The Protection of State Information Bill (POSIB) is back before the National Council of Provinces today, leading activists to ask ‘why the rush’? The committee had been scheduled to hold meetings over a seven day period, but now will only meet today before taking a vote 11 May.
Murray Hunter, national co-ordinator of the Right2Know campaign, has written to the chairperson of the ad hoc committee on the Protection of State Information Bill to request an extension.
“We note the announced changes to the schedule of meetings on the Protection of State Information Bill, allowing only two meetings to finalise the Bill in light of the volumes of concerns, comments and objections tabled during hearings,” Hunter wrote. “The committee is scheduled to meet once on Friday 4 May to consider amendments, allow the state law advisor a week to draft such amendments, and meet again on Friday 11 May to adopt the Bill and pass it forward to the House for a vote.”

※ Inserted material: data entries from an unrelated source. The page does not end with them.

//! Error types for the assistant.
//!
//! Only catalog loading can fail. Answering questions never errors: weak
//! matches degrade to the fallback reply instead.

use remix_core::error::RemixError;

/// Errors from loading or validating a knowledge catalog.
#[derive(Debug, thiserror::Error)]
pub enum AssistantError {
    #[error("failed to read catalog: {0}")]
    CatalogIo(#[from] std::io::Error),
    #[error("failed to parse catalog: {0}")]
    CatalogParse(String),
    #[error("invalid catalog entry {index}: {reason}")]
    InvalidEntry { index: usize, reason: String },
    #[error("catalog has no entries")]
    EmptyCatalog,
}

impl From<serde_json::Error> for AssistantError {
    fn from(err: serde_json::Error) -> Self {
        AssistantError::CatalogParse(err.to_string())
    }
}

impl From<AssistantError> for RemixError {
    fn from(err: AssistantError) -> Self {
        match err {
            AssistantError::CatalogIo(e) => RemixError::Io(e),
            other => RemixError::Catalog(other.to_string()),
        }
    }
}
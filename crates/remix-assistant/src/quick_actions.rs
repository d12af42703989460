//! Quick action shortcuts shown before the first user message.
//!
//! Selecting one sends a canned request and gets a canned reply; the general
//! matcher is not consulted.

use remix_core::types::Link;
use serde::{Deserialize, Serialize};

use crate::matcher::Reply;

pub const CREATE_VIDEO_ANSWER: &str = "Let's make something great! Start from a template or \
a blank canvas, add your footage, images or script, and the AI editor will assemble a \
first cut for you. You can fine-tune scenes, text and music before exporting.";

pub const BROWSE_TEMPLATES_ANSWER: &str = "Our template library has over 500 professionally \
designed templates for every occasion: social media ads, explainer videos, product demos, \
intros and more. Each one is fully customizable, so you can make it your own in minutes.";

pub const EXPLORE_AI_TOOLS_ANSWER: &str = "VideoRemix comes with a full AI toolkit: \
script-to-video generation, automatic captions, AI voiceovers in over 40 languages, smart \
scene detection and background removal. Pick a tool to see it in action.";

pub const VIEW_PRICING_ANSWER: &str = "You can start on the Free plan at no cost. Pro unlocks \
HD and 4K exports without watermarks and the full template library, and Business adds team \
workspaces, brand kits and priority support. Annual billing saves 20%.";

pub const TALK_TO_SUPPORT_ANSWER: &str = "Our support team is available 24/7 by live chat and \
email. Tell us what you need and we'll get back to you quickly, or browse the Help Center \
for instant answers.";

pub const GENERIC_ACTION_ANSWER: &str =
    "I can help you with that! Follow the link below to get started.";

/// A predefined shortcut button.
#[derive(Debug, Clone, PartialEq, Eq, Serialize, Deserialize)]
pub struct QuickAction {
    /// Button label, also the key for the canned reply.
    pub text: String,
    /// In-app path the action relates to.
    pub target: String,
}

impl QuickAction {
    pub fn new(text: impl Into<String>, target: impl Into<String>) -> Self {
        Self {
            text: text.into(),
            target: target.into(),
        }
    }

    /// What the visitor "says" when selecting this action.
    pub fn user_message(&self) -> String {
        format!("I want to {}", self.text.to_lowercase())
    }
}

/// The five actions offered by the widget, in display order.
pub fn default_quick_actions() -> Vec<QuickAction> {
    vec![
        QuickAction::new("Create a video", "/create"),
        QuickAction::new("Browse templates", "/templates"),
        QuickAction::new("Explore AI tools", "/features/ai-tools"),
        QuickAction::new("View pricing", "/pricing"),
        QuickAction::new("Talk to support", "/contact"),
    ]
}

/// Canned reply for `action`, keyed on its label.
///
/// Unknown labels get a generic acknowledgement linking to the action's own
/// target.
pub fn canned_reply(action: &QuickAction) -> Reply {
    match action.text.as_str() {
        "Create a video" => Reply::new(
            CREATE_VIDEO_ANSWER,
            vec![
                Link::new("Open the Editor", "/create"),
                Link::new("Browse Templates", "/templates"),
            ],
        ),
        "Browse templates" => Reply::new(
            BROWSE_TEMPLATES_ANSWER,
            vec![
                Link::new("Browse Templates", "/templates"),
                Link::new("Template Guide", "/help/templates"),
            ],
        ),
        "Explore AI tools" => Reply::new(
            EXPLORE_AI_TOOLS_ANSWER,
            vec![
                Link::new("AI Tools", "/features/ai-tools"),
                Link::new("Script to Video", "/features/script-to-video"),
            ],
        ),
        "View pricing" => Reply::new(
            VIEW_PRICING_ANSWER,
            vec![
                Link::new("View Pricing", "/pricing"),
                Link::new("Start Free Trial", "/signup"),
            ],
        ),
        "Talk to support" => Reply::new(
            TALK_TO_SUPPORT_ANSWER,
            vec![
                Link::new("Contact Support", "/contact"),
                Link::new("Help Center", "/help"),
            ],
        ),
        _ => Reply::new(
            GENERIC_ACTION_ANSWER,
            vec![Link::new(action.text.clone(), action.target.clone())],
        ),
    }
}

#[cfg(test)]
mod tests {
    use super::*;

    #[test]
    fn test_default_actions_order() {
        let labels: Vec<String> = default_quick_actions().into_iter().map(|a| a.text).collect();
        assert_eq!(
            labels,
            vec![
                "Create a video",
                "Browse templates",
                "Explore AI tools",
                "View pricing",
                "Talk to support"
            ]
        );
    }

    #[test]
    fn test_user_message_lowercases_label() {
        let action = QuickAction::new("Explore AI tools", "/features/ai-tools");
        assert_eq!(action.user_message(), "I want to explore ai tools");
    }

    #[test]
    fn test_every_default_action_has_specific_reply() {
        for action in default_quick_actions() {
            let reply = canned_reply(&action);
            assert_ne!(reply.answer, GENERIC_ACTION_ANSWER, "{}", action.text);
            assert!(!reply.links.is_empty());
        }
    }

    #[test]
    fn test_browse_templates_reply() {
        let reply = canned_reply(&QuickAction::new("Browse templates", "/templates"));
        assert_eq!(reply.answer, BROWSE_TEMPLATES_ANSWER);
        assert_eq!(reply.links[0], Link::new("Browse Templates", "/templates"));
    }

    #[test]
    fn test_reply_keyed_on_label_not_target() {
        let reply = canned_reply(&QuickAction::new("View pricing", "/somewhere-else"));
        assert_eq!(reply.answer, VIEW_PRICING_ANSWER);
    }

    #[test]
    fn test_unknown_action_links_to_own_target() {
        let action = QuickAction::new("Join a webinar", "/webinars");
        let reply = canned_reply(&action);
        assert_eq!(reply.answer, GENERIC_ACTION_ANSWER);
        assert_eq!(reply.links, vec![Link::new("Join a webinar", "/webinars")]);
    }

    #[test]
    fn test_label_match_is_case_sensitive() {
        let reply = canned_reply(&QuickAction::new("browse templates", "/templates"));
        assert_eq!(reply.answer, GENERIC_ACTION_ANSWER);
    }
}
//! Terminal front-end for a conversation.
//!
//! Renders the transcript, offers quick actions as `/1`..`/N` while they are
//! visible, and prints replies as the typewriter reveals them.

use std::io::{self, Write};

use remix_assistant::{ConversationEngine, DelayProvider, SubmitOutcome};
use remix_core::events::AssistantEvent;
use remix_core::types::{Link, Message, Role};
use tokio::io::{AsyncBufReadExt, BufReader};
use tokio::sync::broadcast::error::RecvError;
use tracing::warn;
use uuid::Uuid;

/// Writes assistant output as events arrive.
pub struct TerminalRenderer<W: Write> {
    out: W,
    /// Message being revealed and how many chars of it are on screen.
    revealing: Option<(Message, usize)>,
}

impl<W: Write> TerminalRenderer<W> {
    pub fn new(out: W) -> Self {
        Self {
            out,
            revealing: None,
        }
    }

    /// Print a complete message with its visible links.
    pub fn print_message(&mut self, message: &Message) -> io::Result<()> {
        let who = match message.role {
            Role::User => "You",
            Role::Assistant => "Assistant",
        };
        writeln!(self.out, "{}: {}", who, message.content)?;
        self.print_links(message.visible_links())?;
        self.out.flush()
    }

    pub fn print_quick_actions(&mut self, labels: &[&str]) -> io::Result<()> {
        if labels.is_empty() {
            return Ok(());
        }
        writeln!(self.out, "Quick actions:")?;
        for (i, label) in labels.iter().enumerate() {
            writeln!(self.out, "  /{} {}", i + 1, label)?;
        }
        self.out.flush()
    }

    /// Apply one event. Returns `true` once the assistant reply of the
    /// current turn is fully on screen.
    pub fn handle(&mut self, event: AssistantEvent) -> io::Result<bool> {
        match event {
            AssistantEvent::MessageAppended { message } if message.role == Role::Assistant => {
                if message.reveal_complete {
                    self.print_message(&message)?;
                    return Ok(true);
                }
                write!(self.out, "Assistant: ")?;
                self.out.flush()?;
                self.revealing = Some((message, 0));
                Ok(false)
            }
            AssistantEvent::RevealProgress {
                message_id,
                visible_chars,
                ..
            } => {
                self.advance(message_id, visible_chars)?;
                Ok(false)
            }
            AssistantEvent::RevealCompleted { message_id } => self.complete(message_id),
            _ => Ok(false),
        }
    }

    /// Print whatever remains of the revealing message, or `message` in full
    /// if nothing was in progress.
    pub fn finish(&mut self, message: &Message) -> io::Result<()> {
        match self.revealing.as_ref().map(|(m, _)| m.id) {
            Some(id) if id == message.id => {
                self.complete(id)?;
                Ok(())
            }
            _ => self.print_message(message),
        }
    }

    fn advance(&mut self, message_id: Uuid, visible_chars: usize) -> io::Result<()> {
        let Some((message, shown)) = self.revealing.as_mut() else {
            return Ok(());
        };
        if message.id != message_id || visible_chars <= *shown {
            return Ok(());
        }
        let chunk: String = message
            .content
            .chars()
            .skip(*shown)
            .take(visible_chars - *shown)
            .collect();
        *shown = visible_chars;
        write!(self.out, "{}", chunk)?;
        self.out.flush()
    }

    fn complete(&mut self, message_id: Uuid) -> io::Result<bool> {
        match self.revealing.take() {
            Some((message, shown)) if message.id == message_id => {
                let rest: String = message.content.chars().skip(shown).collect();
                writeln!(self.out, "{}", rest)?;
                self.print_links(&message.links)?;
                self.out.flush()?;
                Ok(true)
            }
            other => {
                self.revealing = other;
                Ok(false)
            }
        }
    }

    fn print_links(&mut self, links: &[Link]) -> io::Result<()> {
        for link in links {
            writeln!(self.out, "  -> {} ({})", link.text, link.url)?;
        }
        Ok(())
    }

    #[cfg(test)]
    fn into_inner(self) -> W {
        self.out
    }
}

/// Parse `/N` into a 1-based quick action number.
pub fn parse_quick_action(input: &str) -> Option<usize> {
    input
        .strip_prefix('/')
        .and_then(|n| n.parse::<usize>().ok())
        .filter(|n| *n > 0)
}

/// Run an interactive conversation on stdin/stdout until EOF or `/quit`.
pub async fn run<D: DelayProvider>(engine: ConversationEngine<D>) -> io::Result<()> {
    let mut events = engine.subscribe();
    let mut renderer = TerminalRenderer::new(io::stdout());

    for message in engine.transcript() {
        renderer.print_message(&message)?;
    }
    print_quick_actions(&engine, &mut renderer)?;

    let mut lines = BufReader::new(tokio::io::stdin()).lines();
    loop {
        print!("> ");
        io::stdout().flush()?;

        let Some(line) = lines.next_line().await? else {
            break;
        };
        let input = line.trim();
        if input == "/quit" || input == "/exit" {
            break;
        }

        let action = parse_quick_action(input)
            .and_then(|n| engine.visible_quick_actions().get(n - 1).cloned());
        let outcome = match action {
            Some(action) => {
                println!("You: {}", action.user_message());
                engine.select_quick_action(&action)
            }
            None => engine.submit_query(input),
        };

        match outcome {
            SubmitOutcome::Accepted => {
                await_reply(&engine, &mut events, &mut renderer).await?;
            }
            SubmitOutcome::IgnoredEmpty => continue,
            SubmitOutcome::IgnoredBusy => println!("(the assistant is still answering)"),
        }
    }

    engine.shutdown();
    Ok(())
}

fn print_quick_actions<D: DelayProvider, W: Write>(
    engine: &ConversationEngine<D>,
    renderer: &mut TerminalRenderer<W>,
) -> io::Result<()> {
    let labels: Vec<&str> = engine
        .visible_quick_actions()
        .iter()
        .map(|a| a.text.as_str())
        .collect();
    renderer.print_quick_actions(&labels)
}

async fn await_reply<D: DelayProvider, W: Write>(
    engine: &ConversationEngine<D>,
    events: &mut tokio::sync::broadcast::Receiver<AssistantEvent>,
    renderer: &mut TerminalRenderer<W>,
) -> io::Result<()> {
    loop {
        match events.recv().await {
            Ok(event) => {
                if renderer.handle(event)? {
                    break;
                }
            }
            Err(RecvError::Lagged(skipped)) => {
                warn!(skipped, "Renderer fell behind; printing reply in full");
                engine.wait_idle().await;
                *events = engine.subscribe();
                if let Some(message) = engine.last_message() {
                    renderer.finish(&message)?;
                }
                break;
            }
            Err(RecvError::Closed) => break,
        }
    }
    engine.wait_idle().await;
    Ok(())
}

#[cfg(test)]
mod tests {
    use super::*;

    fn rendered(renderer: TerminalRenderer<Vec<u8>>) -> String {
        String::from_utf8(renderer.into_inner()).unwrap()
    }

    #[test]
    fn test_parse_quick_action() {
        assert_eq!(parse_quick_action("/1"), Some(1));
        assert_eq!(parse_quick_action("/5"), Some(5));
        assert_eq!(parse_quick_action("/0"), None);
        assert_eq!(parse_quick_action("/quit"), None);
        assert_eq!(parse_quick_action("1"), None);
    }

    #[test]
    fn test_print_message_with_links() {
        let mut r = TerminalRenderer::new(Vec::new());
        let msg = Message::assistant("See plans.", vec![Link::new("View Pricing", "/pricing")], true);
        r.print_message(&msg).unwrap();
        assert_eq!(
            rendered(r),
            "Assistant: See plans.\n  -> View Pricing (/pricing)\n"
        );
    }

    #[test]
    fn test_unrevealed_message_hides_links() {
        let mut r = TerminalRenderer::new(Vec::new());
        let msg = Message::assistant("Typing", vec![Link::new("Docs", "/help")], false);
        r.print_message(&msg).unwrap();
        assert_eq!(rendered(r), "Assistant: Typing\n");
    }

    #[test]
    fn test_reveal_sequence() {
        let mut r = TerminalRenderer::new(Vec::new());
        let msg = Message::assistant("Héllo", vec![Link::new("Help Center", "/help")], false);
        let id = msg.id;

        assert!(!r.handle(AssistantEvent::MessageAppended { message: msg }).unwrap());
        for n in 1..=3 {
            let done = r
                .handle(AssistantEvent::RevealProgress {
                    message_id: id,
                    visible_chars: n,
                    total_chars: 5,
                })
                .unwrap();
            assert!(!done);
        }
        assert!(r.handle(AssistantEvent::RevealCompleted { message_id: id }).unwrap());
        assert_eq!(
            rendered(r),
            "Assistant: Héllo\n  -> Help Center (/help)\n"
        );
    }

    #[test]
    fn test_already_revealed_reply_finishes_turn() {
        let mut r = TerminalRenderer::new(Vec::new());
        let msg = Message::assistant("Done.", vec![], true);
        assert!(r.handle(AssistantEvent::MessageAppended { message: msg }).unwrap());
        assert_eq!(rendered(r), "Assistant: Done.\n");
    }

    #[test]
    fn test_user_and_foreign_events_ignored() {
        let mut r = TerminalRenderer::new(Vec::new());
        let user = Message::user("hi");
        assert!(!r.handle(AssistantEvent::MessageAppended { message: user }).unwrap());
        assert!(!r.handle(AssistantEvent::QuickActionsHidden).unwrap());
        assert!(!r
            .handle(AssistantEvent::RevealCompleted {
                message_id: Uuid::new_v4()
            })
            .unwrap());
        assert_eq!(rendered(r), "");
    }

    #[test]
    fn test_finish_completes_partial_reveal() {
        let mut r = TerminalRenderer::new(Vec::new());
        let msg = Message::assistant("abcdef", vec![], false);
        let id = msg.id;
        r.handle(AssistantEvent::MessageAppended {
            message: msg.clone(),
        })
        .unwrap();
        r.handle(AssistantEvent::RevealProgress {
            message_id: id,
            visible_chars: 2,
            total_chars: 6,
        })
        .unwrap();
        r.finish(&msg).unwrap();
        assert_eq!(rendered(r), "Assistant: abcdef\n");
    }

    #[test]
    fn test_quick_action_listing() {
        let mut r = TerminalRenderer::new(Vec::new());
        r.print_quick_actions(&["Create a video", "View pricing"]).unwrap();
        assert_eq!(
            rendered(r),
            "Quick actions:\n  /1 Create a video\n  /2 View pricing\n"
        );
    }
}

In the previous schedule, meetings were set for 24th April, 25th April, 26th April, 2nd May, 8th May, 15th May and 16th May.
Hunter said that in light of the “wide-ranging issues raised during the hearings, even that schedule seemed completely inadequate”.
He asked what “circumstances have changes to motivate the Committee to attempt to deal with all the proposed amendments in all the submissions made, and consider the drafts proposed by the State Law Advisors, and vote on them, in just two days?”
Hunter said that this “sudden development, on the back of extraordinary public and civil society opposition to the Bill in its current form, undermines the committee’s pledge, through the chairperson’s public comments in recent months, that its work would not be rushed”.
In the meantime, South Africa’s Nobel winning author, Nadine Gordimer, has slammed the Zuma administration over the Bill. In a piece published in the New York Times, Gordimer said President Jacob Zuma had his own “manipulative tactics” to ensure that the bill gained legal acceptance – so he could seek changes to the constitution.
““I actively supported the ANC during the liberation struggle against apartheid; I continue to support the ideals on which the ANC was founded. I am among the South Africans who believe the bill must be rejected in its entirety,” she wrote.
“In the new South Africa that was reborn in the early 1990s, with its freedom hard-won from apartheid, we now have the imminent threat of updated versions of the suppression of freedom of expression that gagged us under apartheid.
“The right to know must continue to accompany the right to vote that black, white, and any other colour of our South African population could all experience for the first time in 1994.”